**Saved data entries**
=== Section Start ===

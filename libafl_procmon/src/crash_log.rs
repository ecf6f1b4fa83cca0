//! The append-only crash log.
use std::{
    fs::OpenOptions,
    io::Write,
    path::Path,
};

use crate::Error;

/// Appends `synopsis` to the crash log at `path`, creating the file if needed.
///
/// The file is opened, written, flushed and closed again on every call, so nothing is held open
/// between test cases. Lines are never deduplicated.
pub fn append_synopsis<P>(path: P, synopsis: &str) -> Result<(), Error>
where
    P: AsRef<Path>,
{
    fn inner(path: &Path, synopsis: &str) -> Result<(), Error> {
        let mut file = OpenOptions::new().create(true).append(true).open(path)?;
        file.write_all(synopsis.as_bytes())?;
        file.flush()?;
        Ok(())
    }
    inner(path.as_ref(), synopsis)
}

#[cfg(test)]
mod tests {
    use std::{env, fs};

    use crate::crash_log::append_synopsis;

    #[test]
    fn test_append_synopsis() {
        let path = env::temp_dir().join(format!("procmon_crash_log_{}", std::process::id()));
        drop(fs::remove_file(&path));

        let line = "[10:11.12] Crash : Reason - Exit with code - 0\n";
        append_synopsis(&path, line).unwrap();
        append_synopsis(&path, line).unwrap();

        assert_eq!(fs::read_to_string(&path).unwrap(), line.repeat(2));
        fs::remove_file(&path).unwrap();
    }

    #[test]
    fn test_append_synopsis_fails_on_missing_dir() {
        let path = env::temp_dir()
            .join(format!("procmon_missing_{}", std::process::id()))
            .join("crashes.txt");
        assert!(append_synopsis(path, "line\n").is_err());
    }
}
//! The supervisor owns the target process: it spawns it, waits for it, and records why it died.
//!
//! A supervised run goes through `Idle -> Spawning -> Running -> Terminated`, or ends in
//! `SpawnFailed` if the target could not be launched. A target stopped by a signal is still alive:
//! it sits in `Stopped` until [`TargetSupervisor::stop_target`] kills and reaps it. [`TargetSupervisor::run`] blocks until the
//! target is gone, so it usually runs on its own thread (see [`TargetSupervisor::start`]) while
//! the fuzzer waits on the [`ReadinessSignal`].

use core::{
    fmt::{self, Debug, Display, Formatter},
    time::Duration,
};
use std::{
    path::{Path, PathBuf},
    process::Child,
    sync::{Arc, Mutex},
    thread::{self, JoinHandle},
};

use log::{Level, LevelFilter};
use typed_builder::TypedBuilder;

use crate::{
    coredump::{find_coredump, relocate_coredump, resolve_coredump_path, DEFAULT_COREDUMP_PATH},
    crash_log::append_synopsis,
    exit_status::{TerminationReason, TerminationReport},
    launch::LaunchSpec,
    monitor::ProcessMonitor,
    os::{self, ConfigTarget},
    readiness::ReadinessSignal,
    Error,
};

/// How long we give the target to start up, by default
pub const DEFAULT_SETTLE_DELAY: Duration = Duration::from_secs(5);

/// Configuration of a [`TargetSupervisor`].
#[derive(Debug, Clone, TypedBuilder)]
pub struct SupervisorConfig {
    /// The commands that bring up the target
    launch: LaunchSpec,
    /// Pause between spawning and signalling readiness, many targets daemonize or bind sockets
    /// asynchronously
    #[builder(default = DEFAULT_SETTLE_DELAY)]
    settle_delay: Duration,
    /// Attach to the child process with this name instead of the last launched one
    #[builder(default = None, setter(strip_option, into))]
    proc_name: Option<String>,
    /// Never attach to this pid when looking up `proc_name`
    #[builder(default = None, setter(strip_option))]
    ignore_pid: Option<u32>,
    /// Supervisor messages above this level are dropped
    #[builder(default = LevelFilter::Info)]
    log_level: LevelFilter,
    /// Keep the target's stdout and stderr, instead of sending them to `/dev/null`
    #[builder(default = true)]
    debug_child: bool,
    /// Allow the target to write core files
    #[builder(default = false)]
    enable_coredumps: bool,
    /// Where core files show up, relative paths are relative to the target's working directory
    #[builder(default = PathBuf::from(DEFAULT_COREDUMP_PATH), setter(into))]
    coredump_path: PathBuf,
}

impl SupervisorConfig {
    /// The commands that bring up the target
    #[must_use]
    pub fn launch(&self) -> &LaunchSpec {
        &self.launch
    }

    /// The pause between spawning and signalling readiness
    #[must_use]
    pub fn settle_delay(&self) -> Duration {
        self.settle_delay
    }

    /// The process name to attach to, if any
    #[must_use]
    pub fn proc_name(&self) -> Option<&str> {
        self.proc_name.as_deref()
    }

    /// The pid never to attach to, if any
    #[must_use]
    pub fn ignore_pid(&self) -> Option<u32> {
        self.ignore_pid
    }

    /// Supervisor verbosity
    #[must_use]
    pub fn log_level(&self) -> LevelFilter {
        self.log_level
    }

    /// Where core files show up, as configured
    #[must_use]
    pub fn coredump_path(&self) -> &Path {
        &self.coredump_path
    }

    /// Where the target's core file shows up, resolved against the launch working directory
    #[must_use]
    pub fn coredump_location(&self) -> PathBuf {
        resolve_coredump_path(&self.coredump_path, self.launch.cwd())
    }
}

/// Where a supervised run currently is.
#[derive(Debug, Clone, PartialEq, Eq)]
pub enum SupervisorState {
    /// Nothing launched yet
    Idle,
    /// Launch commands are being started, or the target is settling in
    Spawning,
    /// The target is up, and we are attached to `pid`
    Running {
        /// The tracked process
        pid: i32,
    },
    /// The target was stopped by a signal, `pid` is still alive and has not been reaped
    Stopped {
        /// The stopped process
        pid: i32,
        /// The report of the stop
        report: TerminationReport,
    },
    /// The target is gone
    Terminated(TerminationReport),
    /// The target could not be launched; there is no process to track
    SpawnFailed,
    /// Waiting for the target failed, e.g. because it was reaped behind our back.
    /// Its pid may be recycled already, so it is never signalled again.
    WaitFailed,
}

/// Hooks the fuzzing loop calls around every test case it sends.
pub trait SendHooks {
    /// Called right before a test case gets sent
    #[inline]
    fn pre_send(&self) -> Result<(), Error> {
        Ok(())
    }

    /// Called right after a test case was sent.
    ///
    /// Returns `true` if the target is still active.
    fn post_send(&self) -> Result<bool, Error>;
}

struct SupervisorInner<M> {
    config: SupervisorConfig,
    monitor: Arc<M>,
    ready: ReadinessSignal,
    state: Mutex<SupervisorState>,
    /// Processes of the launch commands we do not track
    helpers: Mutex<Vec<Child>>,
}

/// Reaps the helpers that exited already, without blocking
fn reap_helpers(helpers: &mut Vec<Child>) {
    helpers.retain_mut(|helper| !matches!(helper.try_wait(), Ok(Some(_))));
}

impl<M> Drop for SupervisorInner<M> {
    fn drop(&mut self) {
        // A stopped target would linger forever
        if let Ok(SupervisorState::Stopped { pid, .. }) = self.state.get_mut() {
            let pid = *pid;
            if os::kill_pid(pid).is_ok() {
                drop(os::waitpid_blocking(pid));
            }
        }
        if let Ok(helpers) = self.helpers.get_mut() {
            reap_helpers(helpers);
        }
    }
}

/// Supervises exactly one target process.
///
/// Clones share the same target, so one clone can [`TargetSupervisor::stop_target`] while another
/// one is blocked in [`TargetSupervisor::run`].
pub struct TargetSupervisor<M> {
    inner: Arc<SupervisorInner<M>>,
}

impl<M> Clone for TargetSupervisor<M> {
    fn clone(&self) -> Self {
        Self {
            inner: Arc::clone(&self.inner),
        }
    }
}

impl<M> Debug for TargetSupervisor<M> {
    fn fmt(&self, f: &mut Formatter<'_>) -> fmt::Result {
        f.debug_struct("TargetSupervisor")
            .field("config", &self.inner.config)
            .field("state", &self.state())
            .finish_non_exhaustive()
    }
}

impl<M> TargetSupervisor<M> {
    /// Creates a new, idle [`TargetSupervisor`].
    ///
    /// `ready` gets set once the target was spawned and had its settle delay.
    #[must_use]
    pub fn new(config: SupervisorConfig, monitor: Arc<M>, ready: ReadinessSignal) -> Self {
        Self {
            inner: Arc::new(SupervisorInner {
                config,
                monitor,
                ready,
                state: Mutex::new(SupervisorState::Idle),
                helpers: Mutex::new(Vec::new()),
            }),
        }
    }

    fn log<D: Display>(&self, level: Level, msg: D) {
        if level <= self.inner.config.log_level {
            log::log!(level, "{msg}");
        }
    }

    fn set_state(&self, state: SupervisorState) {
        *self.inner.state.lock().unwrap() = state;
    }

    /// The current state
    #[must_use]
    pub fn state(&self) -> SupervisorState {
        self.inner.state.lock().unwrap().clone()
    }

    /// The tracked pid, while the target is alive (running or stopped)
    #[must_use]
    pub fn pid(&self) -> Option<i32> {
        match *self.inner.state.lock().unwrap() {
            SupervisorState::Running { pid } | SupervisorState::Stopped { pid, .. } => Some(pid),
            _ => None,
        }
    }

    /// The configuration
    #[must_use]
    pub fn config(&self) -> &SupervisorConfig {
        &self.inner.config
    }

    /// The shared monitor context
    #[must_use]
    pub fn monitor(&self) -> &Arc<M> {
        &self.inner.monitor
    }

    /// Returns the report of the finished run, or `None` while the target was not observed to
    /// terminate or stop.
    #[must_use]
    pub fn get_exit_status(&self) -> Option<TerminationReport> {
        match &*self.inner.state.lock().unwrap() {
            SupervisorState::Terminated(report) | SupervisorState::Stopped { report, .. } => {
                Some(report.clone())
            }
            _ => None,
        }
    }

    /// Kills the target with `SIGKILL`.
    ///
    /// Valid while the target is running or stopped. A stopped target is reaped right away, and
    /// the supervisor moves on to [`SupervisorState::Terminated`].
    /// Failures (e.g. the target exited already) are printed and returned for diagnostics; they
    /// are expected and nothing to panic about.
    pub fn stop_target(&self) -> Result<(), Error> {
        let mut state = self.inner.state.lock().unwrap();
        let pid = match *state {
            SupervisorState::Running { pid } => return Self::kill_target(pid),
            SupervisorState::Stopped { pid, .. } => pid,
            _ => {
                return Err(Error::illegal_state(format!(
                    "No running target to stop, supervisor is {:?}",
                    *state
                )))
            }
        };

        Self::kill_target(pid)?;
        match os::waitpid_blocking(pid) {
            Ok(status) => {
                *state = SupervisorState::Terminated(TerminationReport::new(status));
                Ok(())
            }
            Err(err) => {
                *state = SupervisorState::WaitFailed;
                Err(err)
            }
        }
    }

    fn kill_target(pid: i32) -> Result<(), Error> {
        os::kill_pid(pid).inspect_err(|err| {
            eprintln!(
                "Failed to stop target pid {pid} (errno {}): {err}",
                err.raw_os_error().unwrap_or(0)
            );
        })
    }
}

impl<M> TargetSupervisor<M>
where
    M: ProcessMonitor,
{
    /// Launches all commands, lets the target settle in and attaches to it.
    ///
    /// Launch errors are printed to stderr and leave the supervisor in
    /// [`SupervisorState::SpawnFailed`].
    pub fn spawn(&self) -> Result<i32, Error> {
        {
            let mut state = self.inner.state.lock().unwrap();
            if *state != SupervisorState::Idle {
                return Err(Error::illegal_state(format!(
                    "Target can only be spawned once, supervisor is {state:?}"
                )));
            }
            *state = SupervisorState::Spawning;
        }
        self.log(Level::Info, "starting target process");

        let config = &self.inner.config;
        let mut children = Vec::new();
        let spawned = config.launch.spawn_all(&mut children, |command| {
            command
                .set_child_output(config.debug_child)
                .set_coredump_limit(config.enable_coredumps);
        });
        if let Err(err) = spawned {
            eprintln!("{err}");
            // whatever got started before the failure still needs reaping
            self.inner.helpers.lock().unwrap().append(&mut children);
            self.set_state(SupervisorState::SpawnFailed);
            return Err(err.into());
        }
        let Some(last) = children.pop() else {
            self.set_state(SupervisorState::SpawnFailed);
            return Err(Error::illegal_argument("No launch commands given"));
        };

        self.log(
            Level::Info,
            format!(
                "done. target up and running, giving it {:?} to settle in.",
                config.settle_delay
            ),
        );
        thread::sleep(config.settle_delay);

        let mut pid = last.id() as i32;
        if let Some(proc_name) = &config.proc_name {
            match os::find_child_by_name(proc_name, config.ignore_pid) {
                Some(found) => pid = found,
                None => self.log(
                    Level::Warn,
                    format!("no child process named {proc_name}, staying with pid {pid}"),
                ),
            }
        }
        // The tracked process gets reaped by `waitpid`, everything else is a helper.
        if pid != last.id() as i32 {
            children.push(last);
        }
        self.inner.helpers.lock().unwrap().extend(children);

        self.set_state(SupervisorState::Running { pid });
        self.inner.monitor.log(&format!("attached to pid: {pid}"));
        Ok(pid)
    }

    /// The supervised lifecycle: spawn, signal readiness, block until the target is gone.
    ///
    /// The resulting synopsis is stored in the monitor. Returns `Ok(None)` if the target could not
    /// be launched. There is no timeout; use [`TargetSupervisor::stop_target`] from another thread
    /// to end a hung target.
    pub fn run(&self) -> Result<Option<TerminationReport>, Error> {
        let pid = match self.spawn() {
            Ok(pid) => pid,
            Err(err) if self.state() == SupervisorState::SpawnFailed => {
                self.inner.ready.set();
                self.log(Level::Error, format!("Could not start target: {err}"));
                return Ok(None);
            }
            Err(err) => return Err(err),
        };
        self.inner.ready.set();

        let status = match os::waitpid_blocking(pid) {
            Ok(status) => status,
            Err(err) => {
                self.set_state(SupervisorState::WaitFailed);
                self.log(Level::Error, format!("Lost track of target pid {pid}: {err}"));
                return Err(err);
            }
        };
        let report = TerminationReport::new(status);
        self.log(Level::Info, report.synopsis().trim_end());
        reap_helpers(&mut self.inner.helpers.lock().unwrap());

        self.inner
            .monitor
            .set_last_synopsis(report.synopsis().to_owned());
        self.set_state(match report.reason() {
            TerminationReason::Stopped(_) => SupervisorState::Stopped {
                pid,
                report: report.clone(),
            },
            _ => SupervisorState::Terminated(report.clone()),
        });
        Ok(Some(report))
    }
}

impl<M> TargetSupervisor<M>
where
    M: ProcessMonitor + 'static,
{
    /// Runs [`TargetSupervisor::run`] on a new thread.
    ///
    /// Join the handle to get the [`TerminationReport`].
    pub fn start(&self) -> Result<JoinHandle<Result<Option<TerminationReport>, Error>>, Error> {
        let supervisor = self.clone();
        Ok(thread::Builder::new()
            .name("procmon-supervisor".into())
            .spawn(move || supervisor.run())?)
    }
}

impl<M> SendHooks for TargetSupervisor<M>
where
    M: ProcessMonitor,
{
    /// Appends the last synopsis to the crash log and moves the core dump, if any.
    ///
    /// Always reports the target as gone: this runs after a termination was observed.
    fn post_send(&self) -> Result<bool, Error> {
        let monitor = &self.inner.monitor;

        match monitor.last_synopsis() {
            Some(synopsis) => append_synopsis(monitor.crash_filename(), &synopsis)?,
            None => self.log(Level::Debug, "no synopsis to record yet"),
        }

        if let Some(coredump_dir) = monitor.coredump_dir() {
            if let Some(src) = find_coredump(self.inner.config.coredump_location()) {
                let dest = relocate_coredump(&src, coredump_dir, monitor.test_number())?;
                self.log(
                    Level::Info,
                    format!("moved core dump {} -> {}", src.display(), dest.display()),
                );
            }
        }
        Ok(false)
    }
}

=== Section End ===

Within the entries, find all lines holding "spawned" and copy each one.

    /// `ready` gets set once the target was spawned and had its settle delay.
                    "Target can only be spawned once, supervisor is {state:?}"
        let spawned = config.launch.spawn_all(&mut children, |command| {
        if let Err(err) = spawned {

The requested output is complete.